DATA FOR REVIEW:

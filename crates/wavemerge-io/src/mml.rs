//! MML index remapping and volume curves.
//!
//! An instrument's waves are often written once and then sequenced by an
//! index string (`"0 1 1 2"`), with a volume envelope applied per frame.
//! [`apply_mml`] expands both into a plain wave sequence. When the index
//! sequence and the volume curve differ in length, the shorter one holds its
//! last element.

use crate::text::parse_numbers;
use crate::{Error, Result};

/// Parse a space- or comma-separated list of non-negative indices.
pub fn parse_indices(s: &str) -> Result<Vec<usize>> {
    s.split(|c: char| c.is_whitespace() || c == ',')
        .filter(|t| !t.is_empty())
        .map(|token| {
            token.parse::<usize>().map_err(|_| Error::Parse {
                group: 0,
                token: token.to_string(),
            })
        })
        .collect()
}

/// Parse a space- or comma-separated list of gains.
pub fn parse_curve(s: &str) -> Result<Vec<f64>> {
    parse_numbers(s, 0)
}

/// Remap `waves` by an MML index string, then weight by a volume curve.
///
/// Either argument may be `None` (or blank) to skip that step. Returns
/// [`Error::IndexOutOfRange`] for an index past the end of `waves`, and
/// [`Error::Empty`] if the result would contain no waves.
pub fn apply_mml(
    waves: &[Vec<f64>],
    mml: Option<&str>,
    volume: Option<&str>,
) -> Result<Vec<Vec<f64>>> {
    let mml = mml.map(str::trim).filter(|s| !s.is_empty());
    let volume = volume.map(str::trim).filter(|s| !s.is_empty());

    let seq: Vec<Vec<f64>> = match mml {
        Some(mml) => parse_indices(mml)?
            .into_iter()
            .map(|index| {
                waves.get(index).cloned().ok_or(Error::IndexOutOfRange {
                    index,
                    len: waves.len(),
                })
            })
            .collect::<Result<_>>()?,
        None => waves.to_vec(),
    };
    if seq.is_empty() {
        return Err(Error::Empty);
    }

    let Some(volume) = volume else {
        return Ok(seq);
    };
    let curve = parse_curve(volume)?;
    if curve.is_empty() {
        return Ok(seq);
    }

    let count = seq.len().max(curve.len());
    Ok((0..count)
        .map(|i| {
            let wave = &seq[i.min(seq.len() - 1)];
            let gain = curve[i.min(curve.len() - 1)];
            wave.iter().map(|x| x * gain).collect()
        })
        .collect())
}
//! Error types for merge, transform, and alignment operations.

use thiserror::Error;

/// Errors raised by the wavetable core.
///
/// Every error is returned at the point of detection; no operation retries or
/// substitutes defaults for malformed input.
#[derive(Debug, Clone, PartialEq, Error)]
pub enum MergeError {
    /// Unknown or out-of-range setting, reported at construction time.
    #[error("invalid configuration: {0}")]
    Configuration(String),

    /// Inputs that must share a length do not.
    #[error("shape mismatch in {context}: expected {expected} samples, found {found}")]
    ShapeMismatch {
        /// Operation that detected the mismatch.
        context: &'static str,
        /// Length of the reference input.
        expected: usize,
        /// Length of the offending input.
        found: usize,
    },

    /// The sweep wave correlates best when inverted, so rotation alone cannot align it.
    #[error(
        "sweep wave looks phase-inverted: signed correlation peaks at offset {signed_peak}, \
         absolute correlation peaks at offset {absolute_peak}"
    )]
    PhaseInversion {
        /// Offset of the maximum signed correlation.
        signed_peak: usize,
        /// Offset of the maximum absolute correlation.
        absolute_peak: usize,
    },

    /// Empty or otherwise unusable input.
    #[error("degenerate input: {0}")]
    Degenerate(String),
}

impl MergeError {
    /// Create a configuration error.
    pub fn configuration(message: impl Into<String>) -> Self {
        MergeError::Configuration(message.into())
    }

    /// Create a degenerate-input error.
    pub fn degenerate(message: impl Into<String>) -> Self {
        MergeError::Degenerate(message.into())
    }

    /// Create a shape mismatch error.
    pub fn shape(context: &'static str, expected: usize, found: usize) -> Self {
        MergeError::ShapeMismatch {
            context,
            expected,
            found,
        }
    }
}

/// Convenience result type for core operations.
pub type Result<T> = std::result::Result<T, MergeError>;

#[cfg(test)]
mod tests {
    use super::*;

    #[test]
    fn shape_mismatch_display() {
        let err = MergeError::shape("correlate", 32, 16);
        assert_eq!(
            err.to_string(),
            "shape mismatch in correlate: expected 32 samples, found 16"
        );
    }

    #[test]
    fn phase_inversion_display_names_both_peaks() {
        let err = MergeError::PhaseInversion {
            signed_peak: 3,
            absolute_peak: 0,
        };
        let msg = err.to_string();
        assert!(msg.contains("offset 3"), "got: {msg}");
        assert!(msg.contains("offset 0"), "got: {msg}");
    }

    #[test]
    fn configuration_display() {
        let err = MergeError::configuration("unknown merge style 'loud'");
        assert_eq!(
            err.to_string(),
            "invalid configuration: unknown merge style 'loud'"
        );
    }
}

REQUIREMENT:
What's required is that all of the material be returned exactly.

ANSWER TO THIS PROBLEM:
filename crates/wavemerge-io/src/mml.rs
//! MML index remapping and volume curves.
//!
//! An instrument's waves are often written once and then sequenced by an
//! index string (`"0 1 1 2"`), with a volume envelope applied per frame.
//! [`apply_mml`] expands both into a plain wave sequence. When the index
//! sequence and the volume curve differ in length, the shorter one holds its
//! last element.

use crate::text::parse_numbers;
use crate::{Error, Result};

/// Parse a space- or comma-separated list of non-negative indices.
pub fn parse_indices(s: &str) -> Result<Vec<usize>> {
    s.split(|c: char| c.is_whitespace() || c == ',')
        .filter(|t| !t.is_empty())
        .map(|token| {
            token.parse::<usize>().map_err(|_| Error::Parse {
                group: 0,
                token: token.to_string(),
            })
        })
        .collect()
}

/// Parse a space- or comma-separated list of gains.
pub fn parse_curve(s: &str) -> Result<Vec<f64>> {
    parse_numbers(s, 0)
}

/// Remap `waves` by an MML index string, then weight by a volume curve.
///
/// Either argument may be `None` (or blank) to skip that step. Returns
/// [`Error::IndexOutOfRange`] for an index past the end of `waves`, and
/// [`Error::Empty`] if the result would contain no waves.
pub fn apply_mml(
    waves: &[Vec<f64>],
    mml: Option<&str>,
    volume: Option<&str>,
) -> Result<Vec<Vec<f64>>> {
    let mml = mml.map(str::trim).filter(|s| !s.is_empty());
    let volume = volume.map(str::trim).filter(|s| !s.is_empty());

    let seq: Vec<Vec<f64>> = match mml {
        Some(mml) => parse_indices(mml)?
            .into_iter()
            .map(|index| {
                waves.get(index).cloned().ok_or(Error::IndexOutOfRange {
                    index,
                    len: waves.len(),
                })
            })
            .collect::<Result<_>>()?,
        None => waves.to_vec(),
    };
    if seq.is_empty() {
        return Err(Error::Empty);
    }

    let Some(volume) = volume else {
        return Ok(seq);
    };
    let curve = parse_curve(volume)?;
    if curve.is_empty() {
        return Ok(seq);
    }

    let count = seq.len().max(curve.len());
    Ok((0..count)
        .map(|i| {
            let wave = &seq[i.min(seq.len() - 1)];
            let gain = curve[i.min(curve.len() - 1)];
            wave.iter().map(|x| x * gain).collect()
        })
        .collect())
}
//! Error types for merge, transform, and alignment operations.

use thiserror::Error;

/// Errors raised by the wavetable core.
///
/// Every error is returned at the point of detection; no operation retries or
/// substitutes defaults for malformed input.
#[derive(Debug, Clone, PartialEq, Error)]
pub enum MergeError {
    /// Unknown or out-of-range setting, reported at construction time.
    #[error("invalid configuration: {0}")]
    Configuration(String),

    /// Inputs that must share a length do not.
    #[error("shape mismatch in {context}: expected {expected} samples, found {found}")]
    ShapeMismatch {
        /// Operation that detected the mismatch.
        context: &'static str,
        /// Length of the reference input.
        expected: usize,
        /// Length of the offending input.
        found: usize,
    },

    /// The sweep wave correlates best when inverted, so rotation alone cannot align it.
    #[error(
        "sweep wave looks phase-inverted: signed correlation peaks at offset {signed_peak}, \
         absolute correlation peaks at offset {absolute_peak}"
    )]
    PhaseInversion {
        /// Offset of the maximum signed correlation.
        signed_peak: usize,
        /// Offset of the maximum absolute correlation.
        absolute_peak: usize,
    },

    /// Empty or otherwise unusable input.
    #[error("degenerate input: {0}")]
    Degenerate(String),
}

impl MergeError {
    /// Create a configuration error.
    pub fn configuration(message: impl Into<String>) -> Self {
        MergeError::Configuration(message.into())
    }

    /// Create a degenerate-input error.
    pub fn degenerate(message: impl Into<String>) -> Self {
        MergeError::Degenerate(message.into())
    }

    /// Create a shape mismatch error.
    pub fn shape(context: &'static str, expected: usize, found: usize) -> Self {
        MergeError::ShapeMismatch {
            context,
            expected,
            found,
        }
    }
}

/// Convenience result type for core operations.
pub type Result<T> = std::result::Result<T, MergeError>;

#[cfg(test)]
mod tests {
    use super::*;

    #[test]
    fn shape_mismatch_display() {
        let err = MergeError::shape("correlate", 32, 16);
        assert_eq!(
            err.to_string(),
            "shape mismatch in correlate: expected 32 samples, found 16"
        );
    }

    #[test]
    fn phase_inversion_display_names_both_peaks() {
        let err = MergeError::PhaseInversion {
            signed_peak: 3,
            absolute_peak: 0,
        };
        let msg = err.to_string();
        assert!(msg.contains("offset 3"), "got: {msg}");
        assert!(msg.contains("offset 0"), "got: {msg}");
    }

    #[test]
    fn configuration_display() {
        let err = MergeError::configuration("unknown merge style 'loud'");
        assert_eq!(
            err.to_string(),
            "invalid configuration: unknown merge style 'loud'"
        );
    }
}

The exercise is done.